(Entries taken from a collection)
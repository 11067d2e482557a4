//! Routine registry and manifest
//!
//! The manifest half records, per routine, the configuration parameters it is
//! sensitive to and whether its output is cached; it is loadable on its own so
//! plans can be built without any implementations present. The registry half
//! maps routine names to callable units registered by the host application,
//! with an optional loader hook for on-demand loading. The engine itself never
//! imports or discovers routines.

use serde_json::{Map, Value};
use std::collections::{BTreeMap, BTreeSet, HashMap};
use std::path::{Path, PathBuf};
use std::sync::{Arc, RwLock};

use crate::error::{ManifestError, RegistryError};

/// Default manifest file name, resolved against the project directory.
pub const MANIFEST_FILE: &str = "_init_routines.json";
/// Manifest key listing the cached routines (takes precedence).
pub const CACHED_KEY: &str = "_cached";
/// Manifest key listing the non-cached routines.
pub const NONCACHED_KEY: &str = "_noncached";

/// Arguments for one routine invocation.
pub struct Invocation<'a> {
    /// Results of the step's direct parents, in declared order.
    pub args: &'a [Value],
    /// Staging directory to write output into; `Some` iff the step is cached.
    pub staging: Option<&'a Path>,
    /// The step's materialized configuration.
    pub config: &'a Map<String, Value>,
}

/// What a routine hands back to the executor.
///
/// `WithStats` is only meaningful for non-cached routines; cached routines
/// write their output (and any detailed statistics) into the staging
/// directory instead.
#[derive(Debug, Clone)]
pub enum RoutineOutput {
    Plain(Value),
    WithStats {
        result: Value,
        statistics: Map<String, Value>,
    },
}

/// A pluggable computation unit consumed by a step.
pub trait Routine: Send + Sync {
    fn invoke(&self, call: Invocation<'_>) -> anyhow::Result<RoutineOutput>;
}

/// Host-supplied hook for loading routine implementations on demand.
///
/// Returning `Ok(None)` means the loader does not know the name either.
pub trait RoutineLoader: Send + Sync {
    fn load(&self, name: &str) -> anyhow::Result<Option<Arc<dyn Routine>>>;
}

#[derive(Debug, Clone)]
enum CachePolicy {
    /// No explicit list: every routine is cached.
    AllCached,
    /// Explicit `_cached` list: only the listed routines are cached.
    CachedOnly(BTreeSet<String>),
    /// Explicit `_noncached` list: everything but the listed routines.
    AllExcept(BTreeSet<String>),
}

/// Per-routine parameter sets and caching policy.
#[derive(Debug, Clone)]
pub struct RoutineManifest {
    params: BTreeMap<String, BTreeSet<String>>,
    policy: CachePolicy,
}

impl RoutineManifest {
    /// Parse a manifest from its JSON form: a sequence whose entries are
    /// `["name", "param", ...]` lists, bare `"name"` strings, or mappings.
    /// A mapping entry may carry the reserved `_cached` / `_noncached` lists
    /// or plain `"name": ["param", ...]` pairs.
    pub fn from_value(value: &Value) -> Result<Self, ManifestError> {
        let Value::Array(entries) = value else {
            return Err(ManifestError::Malformed(
                "manifest must be a sequence of entries".to_string(),
            ));
        };

        let mut params: BTreeMap<String, BTreeSet<String>> = BTreeMap::new();
        let mut cached_list: Option<BTreeSet<String>> = None;
        let mut noncached_list: Option<BTreeSet<String>> = None;

        for entry in entries {
            match entry {
                Value::String(name) => {
                    params.insert(name.clone(), BTreeSet::new());
                }
                Value::Array(items) => {
                    let mut names = items.iter().map(|item| match item {
                        Value::String(s) => Ok(s.clone()),
                        other => Err(ManifestError::Malformed(format!(
                            "expected string in manifest list entry, got: {other}"
                        ))),
                    });
                    let Some(name) = names.next().transpose()? else {
                        return Err(ManifestError::Malformed(
                            "empty manifest list entry".to_string(),
                        ));
                    };
                    let sensitive = names.collect::<Result<BTreeSet<_>, _>>()?;
                    params.insert(name, sensitive);
                }
                Value::Object(map) => {
                    for (key, val) in map {
                        let names = string_set(val).ok_or_else(|| {
                            ManifestError::Malformed(format!(
                                "manifest entry {key} must map to a list of strings"
                            ))
                        })?;
                        match key.as_str() {
                            CACHED_KEY => cached_list = Some(names),
                            NONCACHED_KEY => noncached_list = Some(names),
                            _ => {
                                params.insert(key.clone(), names);
                            }
                        }
                    }
                }
                other => {
                    return Err(ManifestError::Malformed(format!(
                        "unexpected manifest entry: {other}"
                    )));
                }
            }
        }

        // Only one list governs; an explicit _cached list wins
        let policy = match (cached_list, noncached_list) {
            (Some(cached), _) => CachePolicy::CachedOnly(cached),
            (None, Some(noncached)) => CachePolicy::AllExcept(noncached),
            (None, None) => CachePolicy::AllCached,
        };

        Ok(Self { params, policy })
    }

    /// Load a manifest from a JSON file.
    pub fn from_file(path: &Path) -> Result<Self, ManifestError> {
        let text = std::fs::read_to_string(path).map_err(|source| ManifestError::Io {
            path: path.to_path_buf(),
            source,
        })?;
        let value: Value =
            serde_json::from_str(&text).map_err(|source| ManifestError::Parse {
                path: path.to_path_buf(),
                source,
            })?;
        Self::from_value(&value)
    }

    /// Whether the manifest knows this routine at all.
    pub fn contains(&self, name: &str) -> bool {
        self.params.contains_key(name)
    }

    /// The configuration parameters a routine is sensitive to.
    pub fn params_of(&self, name: &str) -> Option<&BTreeSet<String>> {
        self.params.get(name)
    }

    /// Whether a routine's output is cached. Defaults to true.
    pub fn is_cached(&self, name: &str) -> bool {
        match &self.policy {
            CachePolicy::AllCached => true,
            CachePolicy::CachedOnly(cached) => cached.contains(name),
            CachePolicy::AllExcept(noncached) => !noncached.contains(name),
        }
    }

    /// All routine names known to the manifest.
    pub fn names(&self) -> impl Iterator<Item = &str> {
        self.params.keys().map(String::as_str)
    }
}

fn string_set(value: &Value) -> Option<BTreeSet<String>> {
    let Value::Array(items) = value else {
        return None;
    };
    items
        .iter()
        .map(|item| item.as_str().map(str::to_string))
        .collect()
}

/// Maps routine names to implementations registered by the host.
pub struct RoutineRegistry {
    manifest: RoutineManifest,
    routines: RwLock<HashMap<String, Arc<dyn Routine>>>,
    loader: Option<Box<dyn RoutineLoader>>,
}

impl RoutineRegistry {
    pub fn new(manifest: RoutineManifest) -> Self {
        Self {
            manifest,
            routines: RwLock::new(HashMap::new()),
            loader: None,
        }
    }

    /// Attach a loader hook consulted when a name has no registered
    /// implementation yet; loaded routines are memoized.
    pub fn with_loader(manifest: RoutineManifest, loader: Box<dyn RoutineLoader>) -> Self {
        Self {
            manifest,
            routines: RwLock::new(HashMap::new()),
            loader: Some(loader),
        }
    }

    pub fn manifest(&self) -> &RoutineManifest {
        &self.manifest
    }

    /// Register an implementation under a name (possibly "module.name"
    /// qualified; the registry treats the name as opaque).
    pub fn register(&self, name: impl Into<String>, routine: Arc<dyn Routine>) {
        self.routines
            .write()
            .expect("registry lock poisoned")
            .insert(name.into(), routine);
    }

    /// Resolve a routine name to its implementation.
    pub fn resolve(&self, name: &str) -> Result<Arc<dyn Routine>, RegistryError> {
        if let Some(routine) = self
            .routines
            .read()
            .expect("registry lock poisoned")
            .get(name)
        {
            return Ok(routine.clone());
        }

        let Some(loader) = &self.loader else {
            return Err(RegistryError::UnknownRoutine(name.to_string()));
        };

        match loader.load(name) {
            Ok(Some(routine)) => {
                self.routines
                    .write()
                    .expect("registry lock poisoned")
                    .insert(name.to_string(), routine.clone());
                Ok(routine)
            }
            Ok(None) => Err(RegistryError::UnknownRoutine(name.to_string())),
            Err(cause) => Err(RegistryError::Loader {
                name: name.to_string(),
                cause,
            }),
        }
    }

    pub fn is_cached(&self, name: &str) -> bool {
        self.manifest.is_cached(name)
    }
}

/// Default manifest path for a project directory.
pub fn default_manifest_path(project_dir: &Path) -> PathBuf {
    project_dir.join(MANIFEST_FILE)
}
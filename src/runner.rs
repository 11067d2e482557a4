//! Pipeline runner
//!
//! The `Pipeline` facade owns the routine registry and the cache store for a
//! project directory. It executes a validated plan strictly in ascending
//! position order, stops on the first failing step, and keeps the results and
//! statistics of every step completed before the failure.

use serde_json::{Map, Value};
use std::path::{Path, PathBuf};
use tracing::{error, info};

use crate::cache::CacheStore;
use crate::config::{normalize_config_path, PlanConfig};
use crate::error::{CacheError, PlanError, StepError};
use crate::executor::StepExecutor;
use crate::plan::Plan;
use crate::registry::RoutineRegistry;

/// The step a run stopped at, with its underlying error.
#[derive(Debug)]
pub struct StepFailure {
    pub position: usize,
    pub name: String,
    pub error: StepError,
}

/// Outcome of one pipeline run.
#[derive(Debug)]
pub struct RunReport {
    /// Steps completed before the run ended.
    pub executed: usize,
    pub failure: Option<StepFailure>,
}

impl RunReport {
    pub fn is_success(&self) -> bool {
        self.failure.is_none()
    }
}

/// Drives plans to completion for one project directory.
pub struct Pipeline {
    project_dir: PathBuf,
    registry: RoutineRegistry,
    cache: CacheStore,
    results: Vec<Option<Value>>,
    statistics: Vec<Option<Map<String, Value>>>,
    step_names: Vec<String>,
}

impl Pipeline {
    pub fn new(project_dir: &Path, registry: RoutineRegistry) -> Result<Self, CacheError> {
        let cache = CacheStore::new(project_dir)?;
        Ok(Self {
            project_dir: project_dir.to_path_buf(),
            registry,
            cache,
            results: Vec::new(),
            statistics: Vec::new(),
            step_names: Vec::new(),
        })
    }

    pub fn project_dir(&self) -> &Path {
        &self.project_dir
    }

    pub fn registry(&self) -> &RoutineRegistry {
        &self.registry
    }

    pub fn cache(&self) -> &CacheStore {
        &self.cache
    }

    /// Build a plan from an already-loaded configuration.
    pub fn load_plan(&self, config: &PlanConfig) -> Result<Plan, PlanError> {
        Plan::build(config, self.registry.manifest())
    }

    /// Build a plan from a configuration file name, resolved against the
    /// project directory with `.json` appended when no extension is given.
    pub fn load_plan_file(&self, name: &str) -> anyhow::Result<Plan> {
        let path = normalize_config_path(name, &self.project_dir);
        let config = PlanConfig::from_file(&path)?;
        Ok(self.load_plan(&config)?)
    }

    /// Execute a plan in position order, stopping at the first failure.
    pub fn run(&mut self, plan: &Plan) -> RunReport {
        self.results = vec![None; plan.len()];
        self.statistics = vec![None; plan.len()];
        self.step_names = plan.steps().iter().map(|s| s.name.clone()).collect();

        let executor = StepExecutor::new(&self.registry, &self.cache);

        for step in plan.steps() {
            info!(
                step = %step.name,
                routine = %step.routine,
                position = step.position,
                "executing step"
            );

            // Parents always occupy earlier positions, so their results are
            // already populated
            let parent_results: Vec<Value> = step
                .parent_positions
                .iter()
                .map(|&p| self.results[p].clone().unwrap_or(Value::Null))
                .collect();

            match executor.run(step, &parent_results) {
                Ok(outcome) => {
                    self.results[step.position] = Some(outcome.result);
                    self.statistics[step.position] = Some(outcome.statistics);
                }
                Err(err) => {
                    error!(
                        step = %step.name,
                        position = step.position,
                        status = "error",
                        "step failed: {err}"
                    );
                    return RunReport {
                        executed: step.position,
                        failure: Some(StepFailure {
                            position: step.position,
                            name: step.name.clone(),
                            error: err,
                        }),
                    };
                }
            }
        }

        RunReport {
            executed: plan.len(),
            failure: None,
        }
    }

    /// Per-step statistics from the last run, keyed by step name. With
    /// `numbered`, keys are prefixed with the zero-padded position for stable
    /// lexicographic ordering.
    pub fn stats(&self, numbered: bool) -> Map<String, Value> {
        let mut out = Map::new();
        for (position, name) in self.step_names.iter().enumerate() {
            if let Some(stats) = &self.statistics[position] {
                let key = if numbered {
                    format!("{position:02}_{name}")
                } else {
                    name.clone()
                };
                out.insert(key, Value::Object(stats.clone()));
            }
        }
        out
    }

    /// Defensive copy of the last run's results, indexed by position.
    pub fn results(&self) -> Vec<Option<Value>> {
        self.results.clone()
    }

    /// Result of one step of the last run, by name.
    pub fn result_of(&self, plan: &Plan, name: &str) -> Option<Value> {
        let position = plan.position_of(name)?;
        self.results.get(position).cloned().flatten()
    }
}

#[cfg(test)]
mod tests {
    use super::*;
    use crate::registry::{Invocation, Routine, RoutineManifest, RoutineOutput};
    use serde_json::json;
    use std::sync::Arc;
    use tempfile::TempDir;

    struct Double;

    impl Routine for Double {
        fn invoke(&self, call: Invocation<'_>) -> anyhow::Result<RoutineOutput> {
            let x = call.config.get("x").and_then(Value::as_i64).unwrap_or(0);
            Ok(RoutineOutput::Plain(json!(x * 2)))
        }
    }

    struct AddOne;

    impl Routine for AddOne {
        fn invoke(&self, call: Invocation<'_>) -> anyhow::Result<RoutineOutput> {
            let parent = call.args.first().and_then(Value::as_i64).unwrap_or(0);
            Ok(RoutineOutput::Plain(json!(parent + 1)))
        }
    }

    struct Failing;

    impl Routine for Failing {
        fn invoke(&self, _call: Invocation<'_>) -> anyhow::Result<RoutineOutput> {
            anyhow::bail!("broken routine")
        }
    }

    fn pipeline(temp: &TempDir) -> Pipeline {
        let manifest = RoutineManifest::from_value(&json!([
            ["double", "x"],
            "addOne",
            "failing",
            {"_noncached": ["double", "addOne", "failing"]}
        ]))
        .unwrap();
        let registry = RoutineRegistry::new(manifest);
        registry.register("double", Arc::new(Double));
        registry.register("addOne", Arc::new(AddOne));
        registry.register("failing", Arc::new(Failing));
        Pipeline::new(temp.path(), registry).unwrap()
    }

    #[test]
    fn test_two_step_run() {
        let temp = TempDir::new().unwrap();
        let mut pipeline = pipeline(&temp);

        let config = PlanConfig::from_value(json!({
            "_sequence": ["A", {"B": ["A"]}],
            "$A": "double",
            "$B": "addOne",
            "x": 5
        }))
        .unwrap();
        let plan = pipeline.load_plan(&config).unwrap();

        let report = pipeline.run(&plan);
        assert!(report.is_success());
        assert_eq!(report.executed, 2);
        assert_eq!(pipeline.result_of(&plan, "A"), Some(json!(10)));
        assert_eq!(pipeline.result_of(&plan, "B"), Some(json!(11)));
    }

    #[test]
    fn test_failure_preserves_earlier_results() {
        let temp = TempDir::new().unwrap();
        let mut pipeline = pipeline(&temp);

        let config = PlanConfig::from_value(json!({
            "_sequence": ["A", {"B": ["A"]}, {"C": ["B"]}],
            "$A": "double",
            "$B": "failing",
            "$C": "addOne",
            "x": 5
        }))
        .unwrap();
        let plan = pipeline.load_plan(&config).unwrap();

        let report = pipeline.run(&plan);
        let failure = report.failure.expect("run should fail at B");
        assert_eq!(failure.position, 1);
        assert_eq!(failure.name, "B");
        assert_eq!(report.executed, 1);

        let results = pipeline.results();
        assert_eq!(results[0], Some(json!(10)));
        assert_eq!(results[1], None);
        assert_eq!(results[2], None);
    }

    #[test]
    fn test_run_resets_previous_state() {
        let temp = TempDir::new().unwrap();
        let mut pipeline = pipeline(&temp);

        let ok = pipeline
            .load_plan(
                &PlanConfig::from_value(json!({
                    "_sequence": ["A"],
                    "$A": "double",
                    "x": 5
                }))
                .unwrap(),
            )
            .unwrap();
        let failing = pipeline
            .load_plan(
                &PlanConfig::from_value(json!({
                    "_sequence": ["A"],
                    "$A": "failing"
                }))
                .unwrap(),
            )
            .unwrap();

        assert!(pipeline.run(&ok).is_success());
        assert!(!pipeline.run(&failing).is_success());
        assert_eq!(pipeline.results(), vec![None]);
    }

    #[test]
    fn test_stats_keyed_by_step_name() {
        let temp = TempDir::new().unwrap();
        let mut pipeline = pipeline(&temp);

        let config = PlanConfig::from_value(json!({
            "_sequence": ["A", {"B": ["A"]}],
            "$A": "double",
            "$B": "addOne",
            "x": 5
        }))
        .unwrap();
        let plan = pipeline.load_plan(&config).unwrap();
        pipeline.run(&plan);

        let stats = pipeline.stats(false);
        assert!(stats.contains_key("A"));
        assert!(stats.contains_key("B"));

        let numbered = pipeline.stats(true);
        assert!(numbered.contains_key("00_A"));
        assert!(numbered.contains_key("01_B"));
    }
}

**Exercise:** Reply with the number of lines in the preceding entries that contain "write", and no other words.

**Written response:** 4